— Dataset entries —
● ● ● ● ●

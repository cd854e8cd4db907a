//! Resource Detail
//!
//! Overview of one resource, its action buttons, and its description. A
//! second tab shows sample monitoring charts.

use super::status_span;
use crate::app::{App, DetailTab};
use crate::lifecycle::{enabled_actions, Action};
use crate::resource::metrics::{format_rate, UsageSeries};
use crate::resource::{Metrics, Resource};
use ratatui::{
    layout::{Alignment, Constraint, Direction, Layout, Rect},
    style::{Color, Modifier, Style},
    text::{Line, Span},
    widgets::{Bar, BarChart, BarGroup, Block, Borders, Paragraph, Sparkline, Wrap},
    Frame,
};

pub fn render(f: &mut Frame, app: &App, area: Rect) {
    let Some(resource) = app.detail_resource() else {
        let msg = Paragraph::new("Resource not found")
            .style(Style::default().fg(Color::Red))
            .alignment(Alignment::Center);
        f.render_widget(msg, area);
        return;
    };

    let block = Block::default()
        .borders(Borders::ALL)
        .border_style(Style::default().fg(Color::Cyan))
        .title(Span::styled(
            format!(" {} ", resource.name),
            Style::default()
                .fg(Color::Cyan)
                .add_modifier(Modifier::BOLD),
        ));
    let inner = block.inner(area);
    f.render_widget(block, area);

    let chunks = Layout::default()
        .direction(Direction::Vertical)
        .constraints([
            Constraint::Length(1), // Status
            Constraint::Length(1), // Actions
            Constraint::Length(1), // Tabs
            Constraint::Min(4),    // Panel
        ])
        .split(inner);

    let mut status_line = vec![
        Span::styled(" Status: ", Style::default().fg(Color::DarkGray)),
        status_span(&resource.status),
    ];
    if let Some(kind) = app.operations.in_flight_kind(&resource.id) {
        status_line.push(Span::styled(
            format!("  ({} in progress)", kind.as_str()),
            Style::default().fg(Color::Yellow),
        ));
    }
    f.render_widget(Paragraph::new(Line::from(status_line)), chunks[0]);

    let busy = app.operations.is_in_flight(&resource.id);
    let mut buttons = vec![Span::styled(" Actions:", Style::default().fg(Color::DarkGray))];
    for (action, enabled) in enabled_actions(&resource.status) {
        let usable = !app.readonly && enabled && (action == Action::Delete || !busy);
        let style = match (usable, action) {
            (false, _) => Style::default()
                .fg(Color::DarkGray)
                .add_modifier(Modifier::CROSSED_OUT),
            (true, Action::Delete) => Style::default().fg(Color::Red),
            (true, _) => Style::default().fg(Color::White),
        };
        buttons.push(Span::styled(
            format!(" [{}]{} ", action.shortcut(), action.display_name()),
            style,
        ));
    }
    buttons.push(Span::styled(" [e]Settings", Style::default().fg(Color::White)));
    f.render_widget(Paragraph::new(Line::from(buttons)), chunks[1]);

    let tabs: Vec<Span> = [(DetailTab::Overview, "Overview"), (DetailTab::Monitoring, "Monitoring")]
        .into_iter()
        .map(|(tab, label)| {
            let style = if app.detail_tab == tab {
                Style::default()
                    .fg(Color::Black)
                    .bg(Color::Cyan)
                    .add_modifier(Modifier::BOLD)
            } else {
                Style::default().fg(Color::DarkGray)
            };
            Span::styled(format!(" {} ", label), style)
        })
        .collect();
    let mut tab_line = vec![Span::raw(" ")];
    tab_line.extend(tabs);
    tab_line.push(Span::styled("  (Tab to switch)", Style::default().fg(Color::DarkGray)));
    f.render_widget(Paragraph::new(Line::from(tab_line)), chunks[2]);

    match app.detail_tab {
        DetailTab::Overview => render_overview(f, resource, chunks[3]),
        DetailTab::Monitoring => render_monitoring(f, resource, chunks[3]),
    }
}

fn render_overview(f: &mut Frame, resource: &Resource, area: Rect) {
    let chunks = Layout::default()
        .direction(Direction::Vertical)
        .constraints([Constraint::Length(10), Constraint::Min(2)])
        .split(area);

    let overview: Vec<Line> = resource
        .overview()
        .into_iter()
        .map(|(label, value)| {
            Line::from(vec![
                Span::styled(format!(" {:<18}", label), Style::default().fg(Color::DarkGray)),
                Span::styled(value, Style::default().fg(Color::White)),
            ])
        })
        .collect();
    f.render_widget(Paragraph::new(overview), chunks[0]);

    let description = Paragraph::new(resource.effective_description())
        .style(Style::default().fg(Color::Gray))
        .wrap(Wrap { trim: true })
        .block(
            Block::default()
                .borders(Borders::TOP)
                .border_style(Style::default().fg(Color::DarkGray))
                .title(Span::styled(" Description ", Style::default().fg(Color::DarkGray))),
        );
    f.render_widget(description, chunks[1]);
}

fn usage_sparkline(series: &UsageSeries, color: Color) -> Sparkline<'static> {
    Sparkline::default()
        .block(
            Block::default()
                .borders(Borders::TOP)
                .border_style(Style::default().fg(Color::DarkGray))
                .title(Span::styled(
                    format!(
                        " {}  latest {}  peak {} ",
                        series.label,
                        series.latest(),
                        series.peak()
                    ),
                    Style::default().fg(color),
                )),
        )
        .data(series.values.clone())
        .max(100)
        .style(Style::default().fg(color))
}

fn render_monitoring(f: &mut Frame, resource: &Resource, area: Rect) {
    let Some(metrics) = Metrics::for_status(&resource.status) else {
        let msg = Paragraph::new(format!(
            "No metrics while the resource is {}",
            resource.status.label()
        ))
        .style(Style::default().fg(Color::DarkGray))
        .alignment(Alignment::Center);
        f.render_widget(msg, area);
        return;
    };

    let chunks = Layout::default()
        .direction(Direction::Vertical)
        .constraints([
            Constraint::Length(1),
            Constraint::Percentage(30), // CPU
            Constraint::Percentage(30), // Memory
            Constraint::Min(6),         // Network
        ])
        .split(area);

    let range = Paragraph::new(Span::styled(
        format!(" Sample window {}", metrics.time_range()),
        Style::default().fg(Color::DarkGray),
    ));
    f.render_widget(range, chunks[0]);

    f.render_widget(usage_sparkline(&metrics.cpu, Color::Magenta), chunks[1]);
    f.render_widget(usage_sparkline(&metrics.memory, Color::Green), chunks[2]);

    let received_style = Style::default().fg(Color::Magenta);
    let sent_style = Style::default().fg(Color::Green);
    let mut chart = BarChart::default()
        .block(
            Block::default()
                .borders(Borders::TOP)
                .border_style(Style::default().fg(Color::DarkGray))
                .title(Line::from(vec![
                    Span::styled(" Network I/O (MB/s)  ", Style::default().fg(Color::White)),
                    Span::styled("received ", received_style),
                    Span::styled("sent ", sent_style),
                ])),
        )
        .bar_width(3)
        .bar_gap(0)
        .group_gap(2);
    for point in &metrics.network {
        let bars = [
            Bar::default()
                .value(point.received)
                .text_value(format_rate(point.received))
                .style(received_style),
            Bar::default()
                .value(point.sent)
                .text_value(format_rate(point.sent))
                .style(sent_style),
        ];
        chart = chart.data(
            BarGroup::default()
                .label(Line::from(point.time))
                .bars(&bars),
        );
    }
    f.render_widget(chart, chunks[3]);
}

#[cfg(test)]
mod tests {
    use super::*;
    use crate::config::Config;
    use crate::lifecycle::SimulatedBackend;
    use crate::resource::{sample_resources, Directory};
    use ratatui::{backend::TestBackend, Terminal};
    use std::sync::Arc;

    fn screen_for(id: &str, tab: DetailTab) -> String {
        let directory = Directory::new(sample_resources().unwrap(), 5).unwrap();
        let mut app = App::new(
            Config::default(),
            directory,
            Arc::new(SimulatedBackend::default()),
            false,
        );
        app.open_detail(Some(id));
        app.detail_tab = tab;

        let mut terminal = Terminal::new(TestBackend::new(120, 40)).unwrap();
        terminal
            .draw(|f| {
                let area = f.area();
                render(f, &app, area);
            })
            .unwrap();
        terminal
            .backend()
            .buffer()
            .content()
            .iter()
            .map(|cell| cell.symbol())
            .collect()
    }

    #[test]
    fn test_monitoring_tab_for_running_resource() {
        let screen = screen_for("vm-001", DetailTab::Monitoring);
        assert!(screen.contains("CPU Usage (%)  latest 35  peak 35"));
        assert!(screen.contains("Network I/O (MB/s)"));
        assert!(!screen.contains("Operating System"));
    }

    #[test]
    fn test_monitoring_tab_for_stopped_resource() {
        let screen = screen_for("vm-dev-test", DetailTab::Monitoring);
        assert!(screen.contains("No metrics while the resource is Stopped"));
    }

    #[test]
    fn test_overview_tab() {
        let screen = screen_for("vm-001", DetailTab::Overview);
        assert!(screen.contains("Operating System"));
        assert!(!screen.contains("Network I/O"));
    }
}
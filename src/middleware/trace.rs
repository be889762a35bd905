//! Per-request tracing.

use std::time::Instant;

use tracing::{Instrument, info, info_span, warn};

use super::{Middleware, Next};
use crate::error::Error;
use crate::handler::BoxFuture;
use crate::request::Request;
use crate::response::Response;
use crate::router::RouteMatch;

/// Logs method, path, matched route, status and latency for every request.
///
/// Register it like any user middleware: `app.add_middleware(Trace)`. Because
/// user middleware runs after routing, 404 and 405 answers are not traced.
pub struct Trace;

impl Middleware for Trace {
    fn handle(&self, req: Request, next: Next) -> BoxFuture<Result<Response, Error>> {
        let span = info_span!(
            "request",
            method = %req.method(),
            path = %req.path(),
            route = req.route().map(RouteMatch::pattern).unwrap_or(""),
        );

        Box::pin(
            async move {
                let started = Instant::now();
                let outcome = next.run(req).await;
                let elapsed_ms = started.elapsed().as_secs_f64() * 1000.0;
                match &outcome {
                    Ok(res) => info!(status = res.status_code().as_u16(), elapsed_ms, "request completed"),
                    Err(e) => warn!(error = %e, elapsed_ms, "request failed"),
                }
                outcome
            }
            .instrument(span),
        )
    }
}
//! Unified error type.

/// The error type returned by mono's fallible operations.
///
/// Application-level outcomes (404, 405, etc.) are expressed as HTTP
/// [`Response`](crate::Response) values, not as `Error`s. This type surfaces
/// failures the error-handling stage deals with: handler errors, panics,
/// mapping and template failures, and transport problems.
#[derive(Debug, thiserror::Error)]
pub enum Error {
    #[error("io: {0}")]
    Io(#[from] std::io::Error),

    #[error("config: {0}")]
    Config(String),

    #[error("invalid route `{path}`: {message}")]
    Route { path: String, message: String },

    #[error("templates are not configured, pass a template folder to the builder")]
    TemplatesNotConfigured,

    #[error("template: {0}")]
    Template(#[from] minijinja::Error),

    #[error("no instance of `{0}` registered in the container")]
    NotRegistered(&'static str),

    #[error("mapping errors on {type_name}: {message}")]
    Mapping { type_name: &'static str, message: String },

    #[error("request reached the handler stage without a matched route")]
    MissingRoute,

    #[error("middleware called next past the end of the pipeline")]
    PipelineExhausted,

    #[error("handler panicked: {0}")]
    Panic(String),

    #[error(transparent)]
    Handler(#[from] Box<dyn std::error::Error + Send + Sync + 'static>),
}

impl Error {
    /// Wraps any application error so handlers can return it with `?`.
    pub fn handler(err: impl Into<Box<dyn std::error::Error + Send + Sync + 'static>>) -> Self {
        Self::Handler(err.into())
    }
}

#[cfg(test)]
mod tests {
    use super::*;

    #[test]
    fn handler_errors_display_transparently() {
        let err = Error::handler("developer error");
        assert_eq!(err.to_string(), "developer error");
    }

    #[test]
    fn mapping_error_names_the_target_type() {
        let err = Error::Mapping { type_name: "Book", message: "missing field `title`".into() };
        assert_eq!(err.to_string(), "mapping errors on Book: missing field `title`");
    }
}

● ● ● ● ●

— About this exercise —
Tally how many lines of the records hold the word "started". Answer with the number only.

— Written reply —
2